• **REQUIRED WORK**
Please return every line from the entries that has the string "next" in it.

Stored items
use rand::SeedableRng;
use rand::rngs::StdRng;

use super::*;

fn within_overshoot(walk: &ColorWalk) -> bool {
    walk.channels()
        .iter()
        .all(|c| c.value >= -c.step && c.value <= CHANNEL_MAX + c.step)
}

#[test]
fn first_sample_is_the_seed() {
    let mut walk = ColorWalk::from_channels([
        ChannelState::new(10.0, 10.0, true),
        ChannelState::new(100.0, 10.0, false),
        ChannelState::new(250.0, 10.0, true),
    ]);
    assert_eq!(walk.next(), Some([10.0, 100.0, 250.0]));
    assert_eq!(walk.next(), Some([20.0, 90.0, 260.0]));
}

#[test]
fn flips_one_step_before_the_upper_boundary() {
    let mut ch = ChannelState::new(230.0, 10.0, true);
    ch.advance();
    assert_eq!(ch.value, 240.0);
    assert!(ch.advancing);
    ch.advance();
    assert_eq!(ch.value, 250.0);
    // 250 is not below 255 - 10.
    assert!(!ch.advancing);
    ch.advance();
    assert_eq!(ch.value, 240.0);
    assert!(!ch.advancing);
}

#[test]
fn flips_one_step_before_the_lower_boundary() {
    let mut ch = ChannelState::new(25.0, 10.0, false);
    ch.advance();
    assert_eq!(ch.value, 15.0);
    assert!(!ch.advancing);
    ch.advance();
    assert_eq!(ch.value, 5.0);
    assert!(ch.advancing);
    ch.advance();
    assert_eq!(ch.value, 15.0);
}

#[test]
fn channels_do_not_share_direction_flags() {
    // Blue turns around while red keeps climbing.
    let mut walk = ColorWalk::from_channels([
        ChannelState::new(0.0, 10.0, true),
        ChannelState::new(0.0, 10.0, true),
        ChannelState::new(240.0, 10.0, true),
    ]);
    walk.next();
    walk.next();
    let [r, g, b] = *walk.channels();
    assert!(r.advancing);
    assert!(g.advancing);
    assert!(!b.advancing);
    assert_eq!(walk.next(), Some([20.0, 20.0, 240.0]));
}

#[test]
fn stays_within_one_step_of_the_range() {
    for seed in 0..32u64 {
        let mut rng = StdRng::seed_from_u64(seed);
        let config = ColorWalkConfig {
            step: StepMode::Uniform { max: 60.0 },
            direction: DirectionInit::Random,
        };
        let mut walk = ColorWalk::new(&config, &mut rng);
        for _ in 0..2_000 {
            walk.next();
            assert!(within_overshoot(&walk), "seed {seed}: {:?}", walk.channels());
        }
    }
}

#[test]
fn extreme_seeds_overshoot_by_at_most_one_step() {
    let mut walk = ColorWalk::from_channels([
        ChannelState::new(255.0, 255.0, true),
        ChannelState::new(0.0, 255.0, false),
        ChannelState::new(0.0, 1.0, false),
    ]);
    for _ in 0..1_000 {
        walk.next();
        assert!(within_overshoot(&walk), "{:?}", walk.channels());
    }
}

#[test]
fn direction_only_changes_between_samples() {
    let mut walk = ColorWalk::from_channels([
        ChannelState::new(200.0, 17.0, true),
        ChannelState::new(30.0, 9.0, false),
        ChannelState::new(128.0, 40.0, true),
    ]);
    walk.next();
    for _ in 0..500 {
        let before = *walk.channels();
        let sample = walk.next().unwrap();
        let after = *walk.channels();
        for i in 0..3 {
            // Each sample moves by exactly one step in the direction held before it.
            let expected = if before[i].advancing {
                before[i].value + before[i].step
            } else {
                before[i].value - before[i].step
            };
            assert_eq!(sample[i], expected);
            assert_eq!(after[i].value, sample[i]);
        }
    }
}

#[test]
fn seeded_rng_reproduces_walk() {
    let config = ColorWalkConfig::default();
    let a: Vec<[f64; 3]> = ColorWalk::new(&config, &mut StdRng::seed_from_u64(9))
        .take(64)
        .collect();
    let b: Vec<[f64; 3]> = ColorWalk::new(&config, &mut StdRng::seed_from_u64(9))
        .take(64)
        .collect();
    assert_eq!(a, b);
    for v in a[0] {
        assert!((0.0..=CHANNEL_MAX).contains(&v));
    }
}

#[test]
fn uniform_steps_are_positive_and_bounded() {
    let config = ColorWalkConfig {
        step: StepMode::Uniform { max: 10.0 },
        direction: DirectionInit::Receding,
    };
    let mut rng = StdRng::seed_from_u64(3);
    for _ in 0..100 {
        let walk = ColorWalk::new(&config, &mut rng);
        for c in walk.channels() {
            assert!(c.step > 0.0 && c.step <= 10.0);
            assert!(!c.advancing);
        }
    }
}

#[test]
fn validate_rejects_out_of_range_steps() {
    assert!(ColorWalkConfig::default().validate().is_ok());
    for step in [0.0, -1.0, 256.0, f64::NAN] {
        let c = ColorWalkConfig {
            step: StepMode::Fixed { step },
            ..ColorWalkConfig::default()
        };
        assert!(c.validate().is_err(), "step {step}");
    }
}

• **TASK OUTPUT**
    assert_eq!(walk.next(), Some([10.0, 100.0, 250.0]));
    assert_eq!(walk.next(), Some([20.0, 90.0, 260.0]));
    walk.next();
    walk.next();
    assert_eq!(walk.next(), Some([20.0, 20.0, 240.0]));
            walk.next();
        walk.next();
    walk.next();
        let sample = walk.next().unwrap();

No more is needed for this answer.